## Task brief
Once the line containing "use super::request_id::REQUEST_ID_HEADER;" has been written out, stop; until then, restate each line of the entries below word for word from the first.

## Provided entries
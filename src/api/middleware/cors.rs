//! CORS middleware configuration

use axum::http::{HeaderName, HeaderValue, Method};
use tower_http::cors::{Any, CorsLayer};
use tracing::debug;

use super::request_id::REQUEST_ID_HEADER;

/// Create a CORS layer for the given origins
///
/// An empty list allows any origin: proxied pages are loaded from wherever
/// the link was shared.
pub fn cors_layer(allowed_origins: &[String]) -> CorsLayer {
    let base = CorsLayer::new()
        .allow_methods([
            Method::GET,
            Method::POST,
            Method::PUT,
            Method::PATCH,
            Method::DELETE,
            Method::HEAD,
            Method::OPTIONS,
        ])
        .allow_headers(Any)
        .expose_headers([HeaderName::from_static(REQUEST_ID_HEADER)]);

    if allowed_origins.is_empty() {
        debug!("CORS: No origins specified, allowing any origin");
        return base.allow_origin(Any);
    }

    debug!("CORS: Allowing origins: {:?}", allowed_origins);
    let origins: Vec<HeaderValue> = allowed_origins
        .iter()
        .filter_map(|o| o.parse().ok())
        .collect();

    base.allow_origin(origins)
}

#[cfg(test)]
mod tests {
    use super::*;
    use axum::body::Body;
    use axum::http::Request;
    use axum::routing::get;
    use tower::ServiceExt;

    async fn allow_origin_for(layer: CorsLayer, origin: &str) -> Option<String> {
        let app = axum::Router::new()
            .route("/", get(|| async { "ok" }))
            .layer(layer);

        let response = app
            .oneshot(
                Request::builder()
                    .uri("/")
                    .header("Origin", origin)
                    .body(Body::empty())
                    .unwrap(),
            )
            .await
            .unwrap();

        response
            .headers()
            .get("access-control-allow-origin")
            .map(|v| v.to_str().unwrap().to_string())
    }

    #[tokio::test]
    async fn test_cors_empty_origins_allows_any() {
        assert_eq!(
            allow_origin_for(cors_layer(&[]), "https://anywhere.example").await.as_deref(),
            Some("*")
        );
    }

    #[tokio::test]
    async fn test_cors_with_origins_allows_only_configured() {
        let origins = vec![
            "https://example.com".to_string(),
            "https://app.example.com".to_string(),
        ];

        assert_eq!(
            allow_origin_for(cors_layer(&origins), "https://app.example.com").await.as_deref(),
            Some("https://app.example.com")
        );
        assert_eq!(
            allow_origin_for(cors_layer(&origins), "https://evil.example").await,
            None
        );
    }
}
//! NATS message consumer for incoming score requests

use anyhow::Result;
use async_nats::{Client, Subscriber};
use tracing::info;

/// Consumer for receiving score requests from NATS
pub struct RequestConsumer {
    client: Client,
    subject: String,
}

impl RequestConsumer {
    /// Create a new request consumer
    pub fn new(client: Client, subject: &str) -> Self {
        Self {
            client,
            subject: subject.to_string(),
        }
    }

    /// Subscribe to the request subject
    pub async fn subscribe(&self) -> Result<Subscriber> {
        let subscriber = self.client.subscribe(self.subject.clone()).await?;
        info!(subject = %self.subject, "Subscribed to score request subject");
        Ok(subscriber)
    }

    /// Get the subject name
    pub fn subject(&self) -> &str {
        &self.subject
    }
}
//! Closed registry of interchangeable scoring models.
//!
//! The set of available models is a closed enumerated variant rather
//! than free-form strings: callers select by name, an unknown name is a
//! typed client error, and the registry maps each variant to its loaded
//! model handle. The registry is built once at startup and shared
//! read-only across all requests.

use serde::{Deserialize, Serialize};
use std::collections::HashMap;
use std::fmt;
use std::str::FromStr;
use tracing::info;

use crate::error::PipelineError;
use crate::models::inference::ScoringModel;

/// The scoring models this service can serve
#[derive(Debug, Clone, Copy, PartialEq, Eq, Hash, Serialize, Deserialize)]
#[serde(rename_all = "snake_case")]
pub enum ModelKind {
    Xgboost,
    RandomForest,
    LogisticRegression,
    VotingClassifier,
}

impl ModelKind {
    pub const ALL: [ModelKind; 4] = [
        ModelKind::Xgboost,
        ModelKind::RandomForest,
        ModelKind::LogisticRegression,
        ModelKind::VotingClassifier,
    ];

    pub fn as_str(&self) -> &'static str {
        match self {
            ModelKind::Xgboost => "xgboost",
            ModelKind::RandomForest => "random_forest",
            ModelKind::LogisticRegression => "logistic_regression",
            ModelKind::VotingClassifier => "voting_classifier",
        }
    }
}

impl fmt::Display for ModelKind {
    fn fmt(&self, f: &mut fmt::Formatter<'_>) -> fmt::Result {
        f.write_str(self.as_str())
    }
}

impl FromStr for ModelKind {
    type Err = PipelineError;

    fn from_str(s: &str) -> Result<Self, Self::Err> {
        match s {
            "xgboost" => Ok(ModelKind::Xgboost),
            "random_forest" => Ok(ModelKind::RandomForest),
            "logistic_regression" => Ok(ModelKind::LogisticRegression),
            "voting_classifier" => Ok(ModelKind::VotingClassifier),
            other => Err(PipelineError::UnknownModel(other.to_string())),
        }
    }
}

/// One registered model: the scoring handle plus its operating threshold
pub struct RegisteredModel {
    pub scorer: Box<dyn ScoringModel>,
    pub threshold: f64,
}

/// Immutable model registry, constructed once during initialization
pub struct ModelRegistry {
    models: HashMap<ModelKind, RegisteredModel>,
    default: ModelKind,
}

impl ModelRegistry {
    /// Build a registry. The default model must be among the entries.
    pub fn new(
        models: HashMap<ModelKind, RegisteredModel>,
        default: ModelKind,
    ) -> Result<Self, PipelineError> {
        if !models.contains_key(&default) {
            return Err(PipelineError::UnknownModel(default.as_str().to_string()));
        }

        info!(
            count = models.len(),
            default = %default,
            "Model registry initialized"
        );
        Ok(Self { models, default })
    }

    /// Resolve a request's optional model name to a registered model.
    /// Absent name means the documented default; an unknown or unloaded
    /// name is a client error.
    pub fn resolve(&self, name: Option<&str>) -> Result<(ModelKind, &RegisteredModel), PipelineError> {
        let kind = match name {
            Some(raw) => ModelKind::from_str(raw)?,
            None => self.default,
        };

        let model = self
            .models
            .get(&kind)
            .ok_or_else(|| PipelineError::UnknownModel(kind.as_str().to_string()))?;
        Ok((kind, model))
    }

    pub fn default_kind(&self) -> ModelKind {
        self.default
    }

    pub fn model_count(&self) -> usize {
        self.models.len()
    }

    pub fn model_names(&self) -> Vec<&'static str> {
        self.models.keys().map(|k| k.as_str()).collect()
    }
}

#[cfg(test)]
mod tests {
    use super::*;
    use crate::models::inference::tests_support::StubModel;

    fn registry_with(kinds: &[ModelKind], default: ModelKind) -> Result<ModelRegistry, PipelineError> {
        let models = kinds
            .iter()
            .map(|&kind| {
                (
                    kind,
                    RegisteredModel {
                        scorer: Box::new(StubModel::new(kind.as_str(), 0.5)) as Box<dyn ScoringModel>,
                        threshold: 0.35,
                    },
                )
            })
            .collect();
        ModelRegistry::new(models, default)
    }

    #[test]
    fn test_resolve_default_when_unnamed() {
        let registry = registry_with(&[ModelKind::Xgboost], ModelKind::Xgboost).unwrap();
        let (kind, _) = registry.resolve(None).unwrap();
        assert_eq!(kind, ModelKind::Xgboost);
    }

    #[test]
    fn test_unknown_name_is_client_error() {
        let registry = registry_with(&[ModelKind::Xgboost], ModelKind::Xgboost).unwrap();
        match registry.resolve(Some("gradient_unicorn")) {
            Err(PipelineError::UnknownModel(name)) => assert_eq!(name, "gradient_unicorn"),
            other => panic!("expected unknown model error, got {:?}", other.map(|(k, _)| k)),
        }
    }

    #[test]
    fn test_known_kind_not_loaded_is_rejected() {
        let registry = registry_with(&[ModelKind::Xgboost], ModelKind::Xgboost).unwrap();
        assert!(registry.resolve(Some("random_forest")).is_err());
    }

    #[test]
    fn test_registry_requires_default_model() {
        assert!(registry_with(&[ModelKind::RandomForest], ModelKind::Xgboost).is_err());
    }

    #[test]
    fn test_kind_round_trips_through_str() {
        for kind in ModelKind::ALL {
            assert_eq!(ModelKind::from_str(kind.as_str()).unwrap(), kind);
        }
    }
}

## Solution
filename src/api/middleware/cors.rs
//! CORS middleware configuration

use axum::http::{HeaderName, HeaderValue, Method};
use tower_http::cors::{Any, CorsLayer};
use tracing::debug;

use super::request_id::REQUEST_ID_HEADER;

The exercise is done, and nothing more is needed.